Boston University scientist Dr. David Ozonoff explains that ideas in science are themselves like "living organisms that must be nourished, supported, and cultivated with resources for making them grow and flourish." (Stauber p 205)
There are great scientific ideas that don't get any financial support because the commercial angles are not immediately obvious. Such ideas often wither and die.
Another way you can distinguish real science from phony science is that real science points out flaws in its own research and calls for objective peer review. Phony science contends there were no flaws. Phony science is often not replicable.
Analyze this PR method and its constant pretensions to sound science. Corporate sponsored research, in areas of drugs, GM foods, or chemistry begins with predetermined conclusions. It's the clear job of such scientists to prove these conclusions are true, because of the economic upside that proof will bring to the industries paying for that research.
This invidious approach to science has shifted the entire focus of research in America during the past 50 years, as any intellectually independent scientist is likely to admit. Stauber documents the rapidly increasing amount of corporate sponsorship of university research. (206) The fact is, much research has nothing to do with the pursuit of pure, verifiable knowledge. Valid scientists lament that research has become just another commodity; something bought and sold. (Crossen)
It is shocking when Stauber shows how the vast majority of corporate PR today opposes any research that seeks to protect public health or the environment. It's a funny thing that most of the time when we see the phrase "junk science," it's often in a context of defending some activity or process that may threaten either the environment or our health. This makes sense when one realizes that money changes hands only by selling the illusion of health and the illusion of environmental protection. True public health and real preservation of the earth's environment both have very low market value to corporations.
Stauber thinks it ironic that industry's self-proclaimed debunkers of junk science are usually non-scientists themselves. (255) They can do this because the issue is not science, but the creation of images and mass perception.
When corporate PR firms attack legitimate environmental groups and alternative medicine providers, they use special words which will carry an emotional punch. The next time you are reading a newspaper article about an environmental or health issue, note how the author shows bias by using many derogatory terms. This is the result of very specialized training.

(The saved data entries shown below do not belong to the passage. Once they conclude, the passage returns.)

//! 数据层统一错误类型
//!
//! 使用 `thiserror` 定义定义文件读取与缓存层的错误类型，并保持与 `anyhow` 的兼容。

use std::path::PathBuf;
use thiserror::Error;

/// 数据层的统一错误类型
#[derive(Error, Debug)]
pub enum DataError {
    /// 文件 I/O 错误
    #[error("文件 I/O 错误: {path}: {source}")]
    Io {
        path: PathBuf,
        #[source]
        source: std::io::Error,
    },

    /// JSON 序列化/反序列化错误
    #[error("JSON 序列化错误: {0}")]
    JsonSerialization(#[from] serde_json::Error),

    /// TOML 反序列化错误
    #[error("TOML 反序列化错误: {0}")]
    TomlDeserialization(#[from] toml::de::Error),

    /// 锁中毒等并发错误
    #[error("并发错误: {0}")]
    Concurrency(String),
}

pub type Result<T> = std::result::Result<T, DataError>;

impl DataError {
    /// 从 `std::io::Error` 和路径创建 I/O 错误
    pub fn io(path: impl Into<PathBuf>, source: std::io::Error) -> Self {
        Self::Io {
            path: path.into(),
            source,
        }
    }

    /// 锁中毒时的统一构造器
    pub fn poisoned(what: &str) -> Self {
        Self::Concurrency(format!("{what} 锁已中毒"))
    }
}
//! TOML 定义文件管理器
//!
//! # 使用示例
//!
//! ```rust
//! use std::path::Path;
//! use crate::data::managers::TomlManager;
//! use crate::models::ReportDefinition;
//!
//! let def: ReportDefinition = TomlManager::new().read_as(Path::new("reports/sales.toml"))?;
//! ```

use crate::data::{DataError, Result};
use serde::de::DeserializeOwned;
use std::fs;
use std::path::Path;

/// TOML 文件管理器
#[derive(Debug, Default, Clone, Copy)]
pub struct TomlManager;

impl TomlManager {
    pub fn new() -> Self {
        Self
    }

    /// 读取并反序列化为指定类型
    pub fn read_as<T: DeserializeOwned>(&self, path: &Path) -> Result<T> {
        let content = fs::read_to_string(path).map_err(|e| DataError::io(path, e))?;
        toml::from_str(&content).map_err(Into::into)
    }
}
//! 缓存层实现
//!
//! - `expiring`: 带 TTL 与后台清扫的字节缓存
//! - `fingerprint`: 报表 ID + 参数的确定性缓存键

pub mod expiring;
pub mod fingerprint;

pub use expiring::{CacheProvider, ExpiringCache};
pub use fingerprint::{fingerprint, FINGERPRINT_PREFIX};
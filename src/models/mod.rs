pub mod config;
pub mod definition;
pub mod params;
pub mod report;

pub use config::{EngineConfig, LogConfig, LogFormat, LogLevel, LogOutput, PlaceholderStyle};
pub use definition::{
    OutputSpec, ParamConstraints, ParamType, ParameterSpec, ReportDefinition, SecuritySpec,
};
pub use params::{query_value, to_raw_params, ParamValue, RawParams, ValidatedParams};
pub use report::{Record, ReportMetadata, ReportResult, ReportSummary};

Another standard PR tactic is to use the rhetoric of the environmentalists themselves to defend a dangerous and untested product that poses an actual threat to the environment. We see such "greenwashing" in the PR smokescreen that surrounds genetically modified foods. They talk about how GM foods are necessary to grow more food and to end world hunger, when the reality is that GM foods actually have lower yields per acre than natural crops. (Stauber p 173) The grand design comes into focus once you realize that almost all GM seeds have been created by the sellers of herbicides and pesticides so that those plants can withstand greater amounts of petrochemical herbicides and pesticides.